North Korean Hackers Spent Six Months Infiltrating The Drift Before Spending $285M

Solana– fixed central exchange Drift Protocol said on Sunday that the attack that took $285 million from the platform was a six-month-long operation by a terrorist group affiliated with the North Korean government.

The attackers used fake information, one-on-one conference calls, and malicious tools to mislead former contributors. to drainprotocol stated in a detail events.

“Crypto communities are now facing adversaries that operate as smarter units than hackers, and many organizations are ill-prepared to deal with these threats,” Michael Pearl, VP of Strategy at blockchain security firm Cyvers, said. Decrypt.

Drift said the group first met with its sponsors at a major crypto conference last fall, presenting it as a marketing company looking to integrate with the protocol.

For several months, the group gained confidence through personal meetings, telegraph communication, climbed the Ecosystem Vault on Drift, and invested $ 1 million of their capital, but it disappeared, and chats and malware were “destroyed” when they happened.

DEX said the intrusion may have involved a malicious code repository, a fake TestFlight program, and a VSCode/Cursor vulnerability that allowed code to be silently cached without use.

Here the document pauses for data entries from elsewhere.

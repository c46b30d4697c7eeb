use clap::{Parser, Subcommand};
use std::path::PathBuf;
use std::sync::Arc;
use tracing_subscriber::{layer::SubscriberExt, util::SubscriberInitExt};
use utoipa::OpenApi;
use utoipa_swagger_ui::SwaggerUi;

use tokenbind::api;
use tokenbind::models::{AppConfig, Document};
use tokenbind::server;

#[derive(Parser)]
#[command(name = "tokenbind")]
#[command(about = "Color token matching and binding server for design documents")]
struct Cli {
    #[command(subcommand)]
    command: Option<Commands>,
}

#[derive(Subcommand)]
enum Commands {
    /// Start the HTTP server
    Serve,
    /// Scan a document once and print the result as JSON
    Scan {
        /// Collection name to match against
        #[arg(short, long)]
        collection: String,

        /// Mode name, e.g. "Light" or "Dark"
        #[arg(short, long, default_value = "Light")]
        mode: String,

        /// Restrict matching to the configured group filters
        #[arg(short, long)]
        group_filters: bool,

        /// Document YAML file (defaults to DOCUMENT_FILE)
        #[arg(short, long)]
        document: Option<PathBuf>,
    },
}

/// OpenAPI documentation
#[derive(OpenApi)]
#[openapi(
    info(
        title = "Tokenbind API",
        description = "Color token matching and binding for design documents",
        version = "0.1.0",
        license(name = "MIT")
    ),
    paths(
        api::handle_collections,
        api::handle_scan,
        api::handle_candidates,
        api::handle_suggestions,
        api::handle_apply,
        api::handle_apply_color,
        api::handle_select,
    ),
    components(schemas(
        api::CollectionsResponse,
        api::ScanRequest,
        api::ScanResponse,
        api::CandidatesResponse,
        api::SuggestionsResponse,
        api::ApplyColorRequest,
        api::OutcomeResponse,
        api::SelectRequest,
        api::SelectResponse,
    )),
    tags(
        (name = "Catalog", description = "Collection discovery"),
        (name = "Matching", description = "Scanning and candidate ranking"),
        (name = "Binding", description = "Applying catalog entries onto elements"),
        (name = "Elements", description = "Element selection")
    )
)]
struct ApiDoc;

#[tokio::main]
async fn main() -> anyhow::Result<()> {
    let cli = Cli::parse();

    match cli.command {
        Some(Commands::Serve) => run_server().await,
        Some(Commands::Scan {
            collection,
            mode,
            group_filters,
            document,
        }) => run_scan_command(&collection, &mode, group_filters, document).await,
        None => {
            run_status_command();
            Ok(())
        }
    }
}

/// Scan a document once and print the result (no server needed)
async fn run_scan_command(
    collection: &str,
    mode: &str,
    group_filters: bool,
    document_path: Option<PathBuf>,
) -> anyhow::Result<()> {
    // Minimal logging for CLI
    tracing_subscriber::registry()
        .with(
            tracing_subscriber::EnvFilter::try_from_default_env()
                .unwrap_or_else(|_| "tokenbind=warn".into()),
        )
        .with(tracing_subscriber::fmt::layer().without_time())
        .init();

    let document_path = document_path
        .or_else(|| std::env::var("DOCUMENT_FILE").ok().map(PathBuf::from))
        .ok_or_else(|| anyhow::anyhow!("No document given; pass --document or set DOCUMENT_FILE"))?;

    let config_file = std::env::var("CONFIG_FILE").ok().map(PathBuf::from);
    let config = Arc::new(AppConfig::load(config_file.as_deref()));
    let document = Document::load(&document_path)?;

    let state = server::create_app_state(document, config);
    let result = state.orchestrator.scan(collection, mode, group_filters).await;
    let response = api::ScanResponse::from_result(&result);

    println!("{}", serde_json::to_string_pretty(&response)?);
    Ok(())
}

/// Display status and configuration information
fn run_status_command() {
    const VERSION: &str = env!("CARGO_PKG_VERSION");

    let bind_addr = std::env::var("BIND_ADDR").ok();
    let config_file = std::env::var("CONFIG_FILE").ok();
    let document_file = std::env::var("DOCUMENT_FILE").ok();

    println!("Tokenbind v{VERSION}");
    println!("Color token matching and binding server for design documents\n");

    println!("Environment Variables:");
    println!(
        "  BIND_ADDR     = {}",
        bind_addr.as_deref().unwrap_or("0.0.0.0:3000 (default)")
    );
    println!(
        "  CONFIG_FILE   = {}",
        config_file.as_deref().unwrap_or("(not set)")
    );
    println!(
        "  DOCUMENT_FILE = {}",
        document_file.as_deref().unwrap_or("(not set)")
    );

    println!("\nCommands:");
    println!("  tokenbind serve   Start the HTTP server");
    println!("  tokenbind scan    Scan a document once and print JSON");
    println!("\nRun 'tokenbind --help' for more details.");
}

/// Run the HTTP server
async fn run_server() -> anyhow::Result<()> {
    // Initialize tracing
    tracing_subscriber::registry()
        .with(
            tracing_subscriber::EnvFilter::try_from_default_env()
                .unwrap_or_else(|_| "tokenbind=debug,tower_http=debug".into()),
        )
        .with(tracing_subscriber::fmt::layer())
        .init();

    let bind_addr = std::env::var("BIND_ADDR").unwrap_or_else(|_| "0.0.0.0:3000".to_string());
    let config_file = std::env::var("CONFIG_FILE").ok().map(PathBuf::from);
    let document_file = std::env::var("DOCUMENT_FILE").ok().map(PathBuf::from);

    let config = Arc::new(AppConfig::load(config_file.as_deref()));

    let document = match document_file {
        Some(path) => Document::load(&path)?,
        None => {
            tracing::warn!("DOCUMENT_FILE not set, serving an empty document");
            Document::default()
        }
    };

    let state = server::create_app_state(document, config);

    // Build router: shared API routes plus OpenAPI documentation
    let app = server::build_router(state)
        .merge(SwaggerUi::new("/swagger-ui").url("/api-docs/openapi.json", ApiDoc::openapi()));

    let listener = tokio::net::TcpListener::bind(&bind_addr).await?;
    tracing::info!(addr = %bind_addr, "Tokenbind server listening");

    axum::serve(listener, app).await?;

    Ok(())
}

Drift said the attack was carried out with “moderate confidence” in UNC4736, which was also modeled as AppleJeus or Citrine Sleet – the same North Korean government-linked group that the Mandiant cybersecurity firm was linked to in 2024’s. Changes in the value of Radiant Capital.

Drift said the people who met with the individual contributors were not North Korean citizens, noting that players who have ties to the DPRK often rely on third-party intermediaries to “meet face-to-face.”

The emergence of the Onchain fund and the integration of people pointing to actors connected to the DPRK, according to those who responded to SEAL 911, although Mandiant has not yet confirmed the expected legal action, the platform said.

Security researcher @tayvano_, one of the experts that Drift credited to help identify the perpetrators, said the disclosure goes beyond that.

In a tweetThe expert listed the details DeFi protocols, saying that “the DPRK IT staff developed the protocols you know and love, until late summer.”

The results of the industry

“Drift and Bybit review the same process – the signers were not directly compromised at the protocol level, they were tricked into agreeing to a malicious transaction,” Pearl said. “The main problem is not the number of signatories, but the lack of understanding of the purpose of the transaction.”

He said that multisignature walletswhile the change to the single secret rule, now creates a false sense of security, presenting a “paradox” when shared responsibility reduces the scrutiny of signatories.

“Security must shift to the verification of transactions before they start working on the blockchain, where the transactions are independently tested and verified before they take place,” said Pearl, adding that when attackers control what users see, the only effective defense is to verify transactions, regardless of form.

For building materials like attack sites, Lavid said the idea must change from the ground up.

“You have to think that the end is messed up,” he said Decryptpointing to IDEs, databases, mobile applications, and sign-in sites as common entry points.

“If these basic devices are vulnerable, everything that is shown to the user – including events – can be changed,” said the expert, noting that “it violates the security concept,” leaving groups independent of “the interface, the device, or even the signature.”